I’ve been think about this for quite awhile but have not really done anything with it. I did watch a video from a team who actually implemented (hacked) a live video stream using IPFS distribution. I think it was Yurko?
My question is do you think this is doable in the long run or am I wasting time thinking about this?
Disclaimer: I am a live steamer enthusiast from the context of the infrastructure and distribution.
Using CDN for distribution would be cost prohibitive for me right now.
I think CDN (Content Delivery Networks) are a centralized mechanism which goes against the distributed philosophy of IPFS. Also, CDNs can be used as a single point of failure for a large part of the internet and be a tool to censor.
I think IPFS might be able to work around this with live streaming, if the stream is buffered and chunked into files which could later be stitched together into a sort of play list. Such viewing is already possible in applications like VLC, which lets you seemlessly watch video files in succession.
For such a system to work, there would be a time delay between the actual event, the saving of the buffer and the distribution from that saved file to the other nodes where it would be stored/watched.
I hope you receive some good answers to your question.
You could also try looking at this problem from the other end, by contacting the OBS (Open Broadcast Studio) community, for example, and asking them if they support IPFS or would like to do so.
It is possible. I guess one way to do that is to use pubsub with one common topic for your platform with the available streams, etc., and then a topic per stream, that users can join. You can use the peerID of the streamer as a topic name, to save a time for your users (not having to ask around who knows which peers to contact to watch the stream). The app itself or the website can be decentralized via IPFS.

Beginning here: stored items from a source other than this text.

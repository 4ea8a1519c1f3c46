//! Read pipeline
//!
//! A [`SpaceReader`] walks the fragment pairs of one manifest snapshot in
//! order. Scalar and vector files of a pair were written batch-for-batch
//! by the same write call, so the N-th batch of the scalar file joins the
//! N-th batch of its vector twin; within a batch the scalar `_offset`
//! column gives the vector row for each scalar row. After the join the
//! delete set, the version pin, and the user filters are applied, then the
//! projection is taken.

use std::collections::VecDeque;
use std::path::PathBuf;
use std::sync::Arc;

use arrow::array::{Array, ArrayRef, Int64Array};
use arrow::compute;
use arrow::datatypes::SchemaRef;
use arrow::error::ArrowError;
use arrow::ipc::reader::FileReader;
use arrow::record_batch::{RecordBatch, RecordBatchReader};

use super::delete_set::DeleteSet;
use super::options::ReadOptions;
use crate::filter::{CompareOp, Filter, ScalarValue};
use crate::format;
use crate::fs::{FileSystem, FsRead};
use crate::manifest::Manifest;
use crate::schema::OFFSET_FIELD_NAME;
use crate::{Result, SpaceError};

type PairReaders = (FileReader<Box<dyn FsRead>>, FileReader<Box<dyn FsRead>>);

/// Merged record stream over one manifest snapshot.
#[derive(Debug)]
pub struct SpaceReader {
    fs: Arc<dyn FileSystem>,
    root: PathBuf,
    user_schema: SchemaRef,
    projected_schema: SchemaRef,
    projection: Option<Vec<usize>>,
    filters: Vec<Filter>,
    pk_column: String,
    version_column: Option<String>,
    vector_column: String,
    delete_set: DeleteSet,
    pairs: VecDeque<(String, String)>,
    current: Option<PairReaders>,
}

impl SpaceReader {
    pub(super) fn try_new(
        fs: Arc<dyn FileSystem>,
        root: PathBuf,
        manifest: Arc<Manifest>,
        options: ReadOptions,
    ) -> Result<Self> {
        let schema = manifest.schema();
        let user_schema = schema.user_schema().clone();

        let mut filters = options.filters;
        for filter in &filters {
            if user_schema.index_of(filter.column()).is_err() {
                return Err(SpaceError::ColumnNotFound(filter.column().to_string()));
            }
        }
        if let Some(version_column) = schema.version_column() {
            let pin = options.version.unwrap_or(i64::MAX);
            filters.push(Filter::compare(version_column, CompareOp::Le, ScalarValue::Int64(pin)));
        }

        let projection = match options.columns {
            Some(columns) => {
                let mut indices = Vec::with_capacity(columns.len() + 1);
                for name in &columns {
                    let index = user_schema
                        .index_of(name)
                        .map_err(|_| SpaceError::ColumnNotFound(name.clone()))?;
                    indices.push(index);
                }
                if let Some(version_column) = schema.version_column() {
                    if !columns.iter().any(|c| c == version_column) {
                        indices.push(user_schema.index_of(version_column).expect("validated role"));
                    }
                }
                Some(indices)
            }
            None => None,
        };
        let projected_schema = match &projection {
            Some(indices) => Arc::new(user_schema.project(indices)?),
            None => user_schema.clone(),
        };

        let delete_set = DeleteSet::build(fs.as_ref(), &root, &manifest)?;

        let mut pairs = VecDeque::new();
        for scalar in manifest.scalar_fragments() {
            let vector = manifest.vector_fragment_by_id(scalar.id()).ok_or_else(|| {
                SpaceError::ManifestCorrupt(format!(
                    "scalar fragment {} has no vector counterpart",
                    scalar.id()
                ))
            })?;
            if scalar.files().len() != vector.files().len() {
                return Err(SpaceError::ManifestCorrupt(format!(
                    "fragment {} file lists are not aligned",
                    scalar.id()
                )));
            }
            for (s, v) in scalar.files().iter().zip(vector.files()) {
                pairs.push_back((s.clone(), v.clone()));
            }
        }

        Ok(Self {
            fs,
            root,
            user_schema,
            projected_schema,
            projection,
            filters,
            pk_column: schema.primary_column().to_string(),
            version_column: schema.version_column().map(str::to_string),
            vector_column: schema.vector_column().to_string(),
            delete_set,
            pairs,
            current: None,
        })
    }

    fn next_batch(&mut self) -> Result<Option<RecordBatch>> {
        loop {
            if self.current.is_none() {
                let Some((scalar_file, vector_file)) = self.pairs.pop_front() else {
                    return Ok(None);
                };
                let scalar = format::open_record_reader(self.fs.as_ref(), &self.root.join(&scalar_file))?;
                let vector = format::open_record_reader(self.fs.as_ref(), &self.root.join(&vector_file))?;
                self.current = Some((scalar, vector));
            }

            let (scalar_reader, vector_reader) = self.current.as_mut().expect("just set");
            let Some(scalar_batch) = scalar_reader.next() else {
                self.current = None;
                continue;
            };
            let scalar_batch = scalar_batch?;
            let vector_batch = vector_reader.next().transpose()?.ok_or_else(|| {
                SpaceError::ManifestCorrupt(
                    "vector file holds fewer batches than its scalar twin".to_string(),
                )
            })?;

            let merged = self.merge(&scalar_batch, &vector_batch)?;
            let surviving = self.apply(merged)?;
            if surviving.num_rows() == 0 {
                continue;
            }
            let out = match &self.projection {
                Some(indices) => surviving.project(indices)?,
                None => surviving,
            };
            return Ok(Some(out));
        }
    }

    /// Join one scalar batch with its vector twin into a user-schema batch.
    fn merge(&self, scalar: &RecordBatch, vector: &RecordBatch) -> Result<RecordBatch> {
        if scalar.num_rows() != vector.num_rows() {
            return Err(SpaceError::ManifestCorrupt(
                "scalar/vector batch row counts differ".to_string(),
            ));
        }
        let offsets = scalar
            .column_by_name(OFFSET_FIELD_NAME)
            .and_then(|c| c.as_any().downcast_ref::<Int64Array>())
            .ok_or_else(|| {
                SpaceError::ManifestCorrupt("scalar file is missing the offset column".to_string())
            })?;
        let vector_values = vector.column_by_name(&self.vector_column).ok_or_else(|| {
            SpaceError::ManifestCorrupt("vector file is missing the vector column".to_string())
        })?;
        let aligned = compute::take(vector_values.as_ref(), offsets, None)?;

        let mut columns: Vec<ArrayRef> = Vec::with_capacity(self.user_schema.fields().len());
        for field in self.user_schema.fields() {
            if field.name() == &self.vector_column {
                columns.push(aligned.clone());
            } else {
                let column = scalar.column_by_name(field.name()).ok_or_else(|| {
                    SpaceError::ManifestCorrupt(format!(
                        "scalar file is missing column {}",
                        field.name()
                    ))
                })?;
                columns.push(column.clone());
            }
        }
        Ok(RecordBatch::try_new(self.user_schema.clone(), columns)?)
    }

    /// Delete-set rule, then the constant predicates.
    fn apply(&self, batch: RecordBatch) -> Result<RecordBatch> {
        let mut batch = batch;
        if !self.delete_set.is_empty() {
            let mask = self
                .delete_set
                .mask(&batch, &self.pk_column, self.version_column.as_deref())?;
            batch = compute::filter_record_batch(&batch, &mask)?;
        }
        for filter in &self.filters {
            if batch.num_rows() == 0 {
                break;
            }
            let mask = filter.mask(&batch)?;
            batch = compute::filter_record_batch(&batch, &mask)?;
        }
        Ok(batch)
    }
}

impl Iterator for SpaceReader {
    type Item = std::result::Result<RecordBatch, ArrowError>;

    fn next(&mut self) -> Option<Self::Item> {
        match self.next_batch() {
            Ok(Some(batch)) => Some(Ok(batch)),
            Ok(None) => None,
            Err(SpaceError::Arrow(e)) => Some(Err(e)),
            Err(e) => Some(Err(ArrowError::ExternalError(Box::new(e)))),
        }
    }
}

impl RecordBatchReader for SpaceReader {
    fn schema(&self) -> SchemaRef {
        self.projected_schema.clone()
    }
}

I wouldn’t be surprised if DTube worked similarly. (The difference is that the content on DTube is decentralized, not the platform itself IIRC. It allows them to do the coordination centrally, not via a broader topic.)
On top of that for the actual streaming you will probably plug the logic of Yurko, I guess.
Any updates on this? Very interesting… And I wonder how one could load balance when the live stream starts between one’s own server and the IPFS network.
One of the difficulties that has been discovered is the time it takes for the chunks of the video stream to have their CID propagate through the IPFS network sufficiently quickly for the stream to be “live”.
If I remember, it was taking over 3 minutes for the CID to propagate, and the chunks were less than 3 minutes in duration. A workaround was to write the CIDs of each chunk to an HTML site (which can happen very quickly), and then have the people watching the stream pull the CIDs from that continually updated list into their own IPFS node. There is a great talk on this. I will try and find it later.
To provide a quality experience for viewers, I think it might be a good idea to have a staggered start, with 2 or 3 people volunteering to have the stream going before it is announced to the wider public.
I think publishing the CIDs on the list to various IPFS gateways might help too.
Thanks! Since you have put in the hard work for this, and also because its purpose is to show a video stream, I hope you will use your tool to include an ipfs link to a a video “How to…”, by making video yourself using the tool to explain the tool
That’s the goal! It already work I just didn’t made the tutorial video yet. My website (defluencer.eth) will be explanation and tutorials about how itself works, pretty meta!
This will be incredible. If you have it ready in an installer like an appimage or something, I will be happy to try and test it and provide some early feedback.